Funny thing when we were in Vienna fours years ago--the first time I went to Vienna was in '81 and then we couldn't get into my shul because somebody threw a grenade the day before so nobody was allowed in. But now in '81--not in '81, no--four years ago we got in there, there was a young Israeli who took a few Euros from everybody and he took us around the shul and I had the shock of my life. First of all, when I was child I thought this was a huge place, you know, it was so big, so imposing. Suddenly when I get there it's, it's, it's uh, like a big shteible. It's, it's nothing anymore. And he started telling us about our shul which I every Shabbat went to and this is the only place in Vienna that I felt emotionally spent--completely spent.
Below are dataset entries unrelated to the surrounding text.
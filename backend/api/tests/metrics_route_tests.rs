use axum::body::Body;
use axum::http::{header, Request, StatusCode};
use axum::{middleware, routing::get, Router};
use base64::{engine::general_purpose, Engine as _};
use http_body_util::BodyExt;
use serial_test::serial;
use tower::util::ServiceExt;

use nurseprep_api::handlers;

fn metrics_router() -> Router {
    Router::new().route(
        "/metrics",
        get(handlers::metrics_handler)
            .layer(middleware::from_fn(handlers::metrics_auth_middleware)),
    )
}

fn basic_auth(credentials: &str) -> String {
    format!("Basic {}", general_purpose::STANDARD.encode(credentials))
}

#[tokio::test]
#[serial]
async fn metrics_without_credentials_is_unauthorized() {
    std::env::set_var("METRICS_AUTH", "ops:s3cret");

    let response = metrics_router()
        .oneshot(
            Request::builder()
                .uri("/metrics")
                .body(Body::empty())
                .unwrap(),
        )
        .await
        .unwrap();

    assert_eq!(response.status(), StatusCode::UNAUTHORIZED);
}

#[tokio::test]
#[serial]
async fn metrics_with_wrong_credentials_is_unauthorized() {
    std::env::set_var("METRICS_AUTH", "ops:s3cret");

    let response = metrics_router()
        .oneshot(
            Request::builder()
                .uri("/metrics")
                .header(header::AUTHORIZATION, basic_auth("ops:wrong"))
                .body(Body::empty())
                .unwrap(),
        )
        .await
        .unwrap();

    assert_eq!(response.status(), StatusCode::UNAUTHORIZED);
}

#[tokio::test]
#[serial]
async fn metrics_with_valid_credentials_serves_prometheus_text() {
    std::env::set_var("METRICS_AUTH", "ops:s3cret");
    nurseprep_api::metrics::QUIZZES_STARTED_TOTAL
        .with_label_values(&["success"])
        .inc();

    let response = metrics_router()
        .oneshot(
            Request::builder()
                .uri("/metrics")
                .header(header::AUTHORIZATION, basic_auth("ops:s3cret"))
                .body(Body::empty())
                .unwrap(),
        )
        .await
        .unwrap();

    assert_eq!(response.status(), StatusCode::OK);
    let body = response.into_body().collect().await.unwrap().to_bytes();
    let text = String::from_utf8(body.to_vec()).unwrap();
    assert!(text.contains("quizzes_started_total"));
}
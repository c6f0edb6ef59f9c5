use axum::{
    extract::{Request, State},
    http::{HeaderMap, StatusCode},
    middleware::Next,
    response::Response,
};
use jsonwebtoken::{decode, encode, DecodingKey, EncodingKey, Header, Validation};
use serde::{Deserialize, Serialize};
use std::sync::Arc;

use crate::services::AppState;

#[derive(Debug, Serialize, Deserialize, Clone)]
pub struct JwtClaims {
    pub sub: String,  // user_id (hex ObjectId)
    pub role: String, // "student" | "admin"
    pub exp: usize,   // expiration timestamp
    pub iat: usize,   // issued at timestamp
}

#[derive(Debug)]
pub enum AuthError {
    InvalidToken,
    ExpiredToken,
    MissingToken,
    InvalidSignature,
}

impl std::fmt::Display for AuthError {
    fn fmt(&self, f: &mut std::fmt::Formatter<'_>) -> std::fmt::Result {
        match self {
            AuthError::InvalidToken => write!(f, "Invalid token"),
            AuthError::ExpiredToken => write!(f, "Token expired"),
            AuthError::MissingToken => write!(f, "Missing authorization token"),
            AuthError::InvalidSignature => write!(f, "Invalid token signature"),
        }
    }
}

impl std::error::Error for AuthError {}

pub struct JwtService {
    encoding_key: EncodingKey,
    decoding_key: DecodingKey,
}

impl JwtService {
    pub fn new(secret: &str) -> Self {
        Self {
            encoding_key: EncodingKey::from_secret(secret.as_bytes()),
            decoding_key: DecodingKey::from_secret(secret.as_bytes()),
        }
    }

    pub fn generate_token(&self, claims: JwtClaims) -> Result<String, AuthError> {
        encode(&Header::default(), &claims, &self.encoding_key).map_err(|_| AuthError::InvalidToken)
    }

    pub fn validate_token(&self, token: &str) -> Result<JwtClaims, AuthError> {
        let validation = Validation::default();

        decode::<JwtClaims>(token, &self.decoding_key, &validation)
            .map(|data| data.claims)
            .map_err(|e| {
                if e.to_string().contains("ExpiredSignature") {
                    AuthError::ExpiredToken
                } else if e.to_string().contains("InvalidSignature") {
                    AuthError::InvalidSignature
                } else {
                    AuthError::InvalidToken
                }
            })
    }
}

/// Middleware validating the bearer token and stashing claims in extensions
pub async fn auth_middleware(
    State(state): State<Arc<AppState>>,
    headers: HeaderMap,
    mut request: Request,
    next: Next,
) -> Result<Response, StatusCode> {
    let token = headers
        .get("authorization")
        .and_then(|v| v.to_str().ok())
        .and_then(|v| v.strip_prefix("Bearer "))
        .ok_or(StatusCode::UNAUTHORIZED)?;

    let jwt_service = JwtService::new(&state.config.jwt_secret);
    let claims = jwt_service.validate_token(token).map_err(|e| {
        tracing::warn!("JWT validation failed: {}", e);
        StatusCode::UNAUTHORIZED
    })?;

    tracing::debug!("Authenticated user: {} (role: {})", claims.sub, claims.role);

    request.extensions_mut().insert(claims);

    Ok(next.run(request).await)
}

/// Guard for question-administration routes; requires an admin claim set by
/// `auth_middleware` earlier in the stack.
pub async fn admin_guard_middleware(request: Request, next: Next) -> Result<Response, StatusCode> {
    let claims = request.extensions().get::<JwtClaims>();
    if let Some(claims) = claims {
        if claims.role == "admin" {
            return Ok(next.run(request).await);
        }
    }
    tracing::warn!("Access denied: admin role required");
    Err(StatusCode::FORBIDDEN)
}

#[cfg(test)]
mod tests {
    use super::*;

    #[test]
    fn jwt_generation_and_validation_roundtrip() {
        let service = JwtService::new("test-secret");

        let claims = JwtClaims {
            sub: "user123".to_string(),
            role: "student".to_string(),
            exp: (chrono::Utc::now().timestamp() + 3600) as usize,
            iat: chrono::Utc::now().timestamp() as usize,
        };

        let token = service.generate_token(claims.clone()).unwrap();
        let validated = service.validate_token(&token).unwrap();

        assert_eq!(validated.sub, claims.sub);
        assert_eq!(validated.role, claims.role);
    }

    #[test]
    fn token_signed_with_other_secret_is_rejected() {
        let service = JwtService::new("secret-a");
        let other = JwtService::new("secret-b");

        let claims = JwtClaims {
            sub: "user123".to_string(),
            role: "admin".to_string(),
            exp: (chrono::Utc::now().timestamp() + 3600) as usize,
            iat: chrono::Utc::now().timestamp() as usize,
        };

        let token = service.generate_token(claims).unwrap();
        assert!(other.validate_token(&token).is_err());
    }

    #[test]
    fn expired_token_is_rejected() {
        let service = JwtService::new("test-secret");

        let claims = JwtClaims {
            sub: "user123".to_string(),
            role: "student".to_string(),
            exp: (chrono::Utc::now().timestamp() - 120) as usize,
            iat: (chrono::Utc::now().timestamp() - 3600) as usize,
        };

        let token = service.generate_token(claims).unwrap();
        assert!(service.validate_token(&token).is_err());
    }
}
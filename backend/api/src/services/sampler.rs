use rand::seq::SliceRandom;
use std::collections::HashSet;

use crate::models::question::QuizQuestion;

/// Ledger size at which trimming kicks in.
pub const SEEN_CAP: usize = 600;
/// Entries kept (most recently added) after a trim.
pub const SEEN_KEEP: usize = 500;

/// Insertion-ordered set of question ids a client has already been served.
/// The client persists it between quizzes; the server treats it as an
/// explicit value that comes in with a start-quiz request and goes back out
/// updated in the response.
#[derive(Debug, Clone, Default)]
pub struct SeenSet {
    order: Vec<String>,
    members: HashSet<String>,
}

impl SeenSet {
    pub fn new() -> Self {
        Self::default()
    }

    /// Builds a ledger from client-supplied ids, deduplicating while
    /// preserving first-seen order.
    pub fn from_ids<I>(ids: I) -> Self
    where
        I: IntoIterator<Item = String>,
    {
        let mut set = Self::new();
        for id in ids {
            if set.members.insert(id.clone()) {
                set.order.push(id);
            }
        }
        set.trim();
        set
    }

    pub fn contains(&self, id: &str) -> bool {
        self.members.contains(id)
    }

    pub fn len(&self) -> usize {
        self.order.len()
    }

    pub fn is_empty(&self) -> bool {
        self.order.is_empty()
    }

    /// Appends an id if it is not already present, trimming to the most
    /// recent [`SEEN_KEEP`] entries once the ledger exceeds [`SEEN_CAP`].
    pub fn record(&mut self, id: &str) {
        if self.members.insert(id.to_string()) {
            self.order.push(id.to_string());
            self.trim();
        }
    }

    fn trim(&mut self) {
        if self.order.len() > SEEN_CAP {
            let cut = self.order.len() - SEEN_KEEP;
            let kept = self.order.split_off(cut);
            self.order = kept;
            self.members = self.order.iter().cloned().collect();
        }
    }

    pub fn ids(&self) -> &[String] {
        &self.order
    }

    pub fn into_ids(self) -> Vec<String> {
        self.order
    }
}

/// Result of one sampling pass over a question pool.
#[derive(Debug)]
pub struct SampleOutcome {
    pub questions: Vec<QuizQuestion>,
    pub fresh_count: usize,
    pub repeat_count: usize,
}

/// Assembles a quiz from `pool`, preferring questions the client has not
/// seen. Fresh questions are shuffled and taken first; any shortfall is
/// padded from shuffled repeats, and the blend is shuffled again so repeats
/// do not cluster at the end. Every served id is recorded into `seen`.
///
/// Pools smaller than `count` yield fewer questions; that is a valid
/// outcome, not an error. Shuffles are uniform and unseeded.
pub fn sample(pool: Vec<QuizQuestion>, seen: &mut SeenSet, count: usize) -> SampleOutcome {
    let mut rng = rand::rng();

    // Drop id-less documents and duplicates before partitioning.
    let mut pool_ids = HashSet::new();
    let mut fresh = Vec::new();
    let mut repeat = Vec::new();
    for q in pool {
        let Some(id) = q.id.map(|oid| oid.to_hex()) else {
            continue;
        };
        if !pool_ids.insert(id.clone()) {
            continue;
        }
        if seen.contains(&id) {
            repeat.push(q);
        } else {
            fresh.push(q);
        }
    }

    if count > 0 {
        let fresh_ratio = fresh.len() as f64 / count as f64;
        tracing::debug!(
            fresh = fresh.len(),
            repeats = repeat.len(),
            count,
            fresh_ratio,
            "sampling quiz questions"
        );
    }

    fresh.shuffle(&mut rng);
    let mut selected: Vec<QuizQuestion> = fresh.into_iter().take(count).collect();
    let fresh_count = selected.len();

    if selected.len() < count {
        repeat.shuffle(&mut rng);
        let shortfall = count - selected.len();
        selected.extend(repeat.into_iter().take(shortfall));
    }
    let repeat_count = selected.len() - fresh_count;

    selected.shuffle(&mut rng);

    for q in &selected {
        if let Some(id) = q.id.map(|oid| oid.to_hex()) {
            seen.record(&id);
        }
    }

    SampleOutcome {
        questions: selected,
        fresh_count,
        repeat_count,
    }
}

#[cfg(test)]
mod tests {
    use super::*;
    use crate::models::question::Difficulty;
    use chrono::Utc;
    use mongodb::bson::oid::ObjectId;

    fn make_question(n: usize) -> QuizQuestion {
        QuizQuestion {
            id: Some(ObjectId::new()),
            question: format!("Question number {}?", n),
            options: vec!["Yes".to_string(), "No".to_string()],
            correct_answer: "Yes".to_string(),
            category: "General Nursing".to_string(),
            difficulty: Difficulty::Medium,
            explanation: None,
            created_at: Utc::now(),
            created_by: "admin".to_string(),
            deleted: false,
            deleted_at: None,
        }
    }

    fn make_pool(n: usize) -> Vec<QuizQuestion> {
        (0..n).map(make_question).collect()
    }

    fn ids_of(questions: &[QuizQuestion]) -> Vec<String> {
        questions.iter().map(|q| q.id.unwrap().to_hex()).collect()
    }

    #[test]
    fn returns_at_most_count_unique_items_from_pool() {
        let pool = make_pool(30);
        let pool_ids: HashSet<String> = ids_of(&pool).into_iter().collect();
        let mut seen = SeenSet::new();

        let outcome = sample(pool, &mut seen, 10);
        assert_eq!(outcome.questions.len(), 10);

        let result_ids = ids_of(&outcome.questions);
        let unique: HashSet<&String> = result_ids.iter().collect();
        assert_eq!(unique.len(), result_ids.len(), "no duplicate ids");
        assert!(result_ids.iter().all(|id| pool_ids.contains(id)));
    }

    #[test]
    fn empty_seen_yields_all_fresh() {
        let pool = make_pool(20);
        let mut seen = SeenSet::new();

        let outcome = sample(pool, &mut seen, 10);
        assert_eq!(outcome.fresh_count, 10);
        assert_eq!(outcome.repeat_count, 0);
    }

    #[test]
    fn served_ids_are_recorded_into_seen() {
        let pool = make_pool(15);
        let mut seen = SeenSet::new();

        let outcome = sample(pool, &mut seen, 10);
        for id in ids_of(&outcome.questions) {
            assert!(seen.contains(&id));
        }
        assert_eq!(seen.len(), 10);
    }

    #[test]
    fn short_pool_returns_fewer_without_error() {
        let pool = make_pool(4);
        let mut seen = SeenSet::new();

        let outcome = sample(pool, &mut seen, 10);
        assert_eq!(outcome.questions.len(), 4);
    }

    #[test]
    fn empty_pool_returns_empty() {
        let mut seen = SeenSet::new();
        let outcome = sample(Vec::new(), &mut seen, 10);
        assert!(outcome.questions.is_empty());
        assert!(seen.is_empty());
    }

    #[test]
    fn prefers_fresh_when_enough_available() {
        // 10 fresh + 5 already seen, asking for 10: all results fresh.
        let fresh_pool = make_pool(10);
        let seen_pool = make_pool(5);
        let seen_ids = ids_of(&seen_pool);

        let mut seen = SeenSet::from_ids(seen_ids.clone());
        let mut pool = fresh_pool.clone();
        pool.extend(seen_pool);

        let outcome = sample(pool, &mut seen, 10);
        assert_eq!(outcome.questions.len(), 10);
        assert_eq!(outcome.fresh_count, 10);
        assert_eq!(outcome.repeat_count, 0);

        let fresh_ids: HashSet<String> = ids_of(&fresh_pool).into_iter().collect();
        for id in ids_of(&outcome.questions) {
            assert!(fresh_ids.contains(&id));
        }
        // 5 previously seen + 10 freshly served
        assert_eq!(seen.len(), 15);
    }

    #[test]
    fn pads_with_repeats_when_fresh_runs_short() {
        let pool = make_pool(12);
        let first_eight = ids_of(&pool[..8]);

        let mut seen = SeenSet::from_ids(first_eight);
        let outcome = sample(pool, &mut seen, 10);

        assert_eq!(outcome.questions.len(), 10);
        assert_eq!(outcome.fresh_count, 4);
        assert_eq!(outcome.repeat_count, 6);
    }

    #[test]
    fn duplicate_pool_entries_are_collapsed() {
        let mut pool = make_pool(5);
        let dupes = pool.clone();
        pool.extend(dupes);

        let mut seen = SeenSet::new();
        let outcome = sample(pool, &mut seen, 10);
        assert_eq!(outcome.questions.len(), 5);
    }

    #[test]
    fn seen_set_trims_to_most_recent() {
        let mut seen = SeenSet::new();
        for i in 0..SEEN_CAP + 1 {
            seen.record(&format!("q{}", i));
        }

        assert_eq!(seen.len(), SEEN_KEEP);
        // Oldest entries are gone, the newest survive in insertion order.
        assert!(!seen.contains("q0"));
        assert!(seen.contains(&format!("q{}", SEEN_CAP)));
        let expected_first = format!("q{}", SEEN_CAP + 1 - SEEN_KEEP);
        assert_eq!(seen.ids().first(), Some(&expected_first));
    }

    #[test]
    fn from_ids_dedupes_preserving_order() {
        let seen = SeenSet::from_ids(vec![
            "a".to_string(),
            "b".to_string(),
            "a".to_string(),
            "c".to_string(),
        ]);
        assert_eq!(seen.ids(), &["a", "b", "c"]);
    }
}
Because I remember, you know, I remember sitting in the Weiber ??? upstairs and I remember--I remembered so clearly these services and I couldn't get over--I was, you know, I was palpitating, I was really, really completely out in that place. And then I realized why the Germans let this synagogue stand. Have you heard about it? They let it stand because to the left and right are goyish places and if they would have harmed the synagogue they would've harmed the places. But the, the museum they put there, it's really a horrible thing. It looks like nothing. Doesn't even got a Magen David on it from the outside, just a lot of concrete. It's nothing.
Do you think they're still hiding?
I don't know. You know the Viennese were born anti-Semites; with the mother's milk they got it--they were born. But mind you I've got some nice practical families in Vienna so they're not all like that.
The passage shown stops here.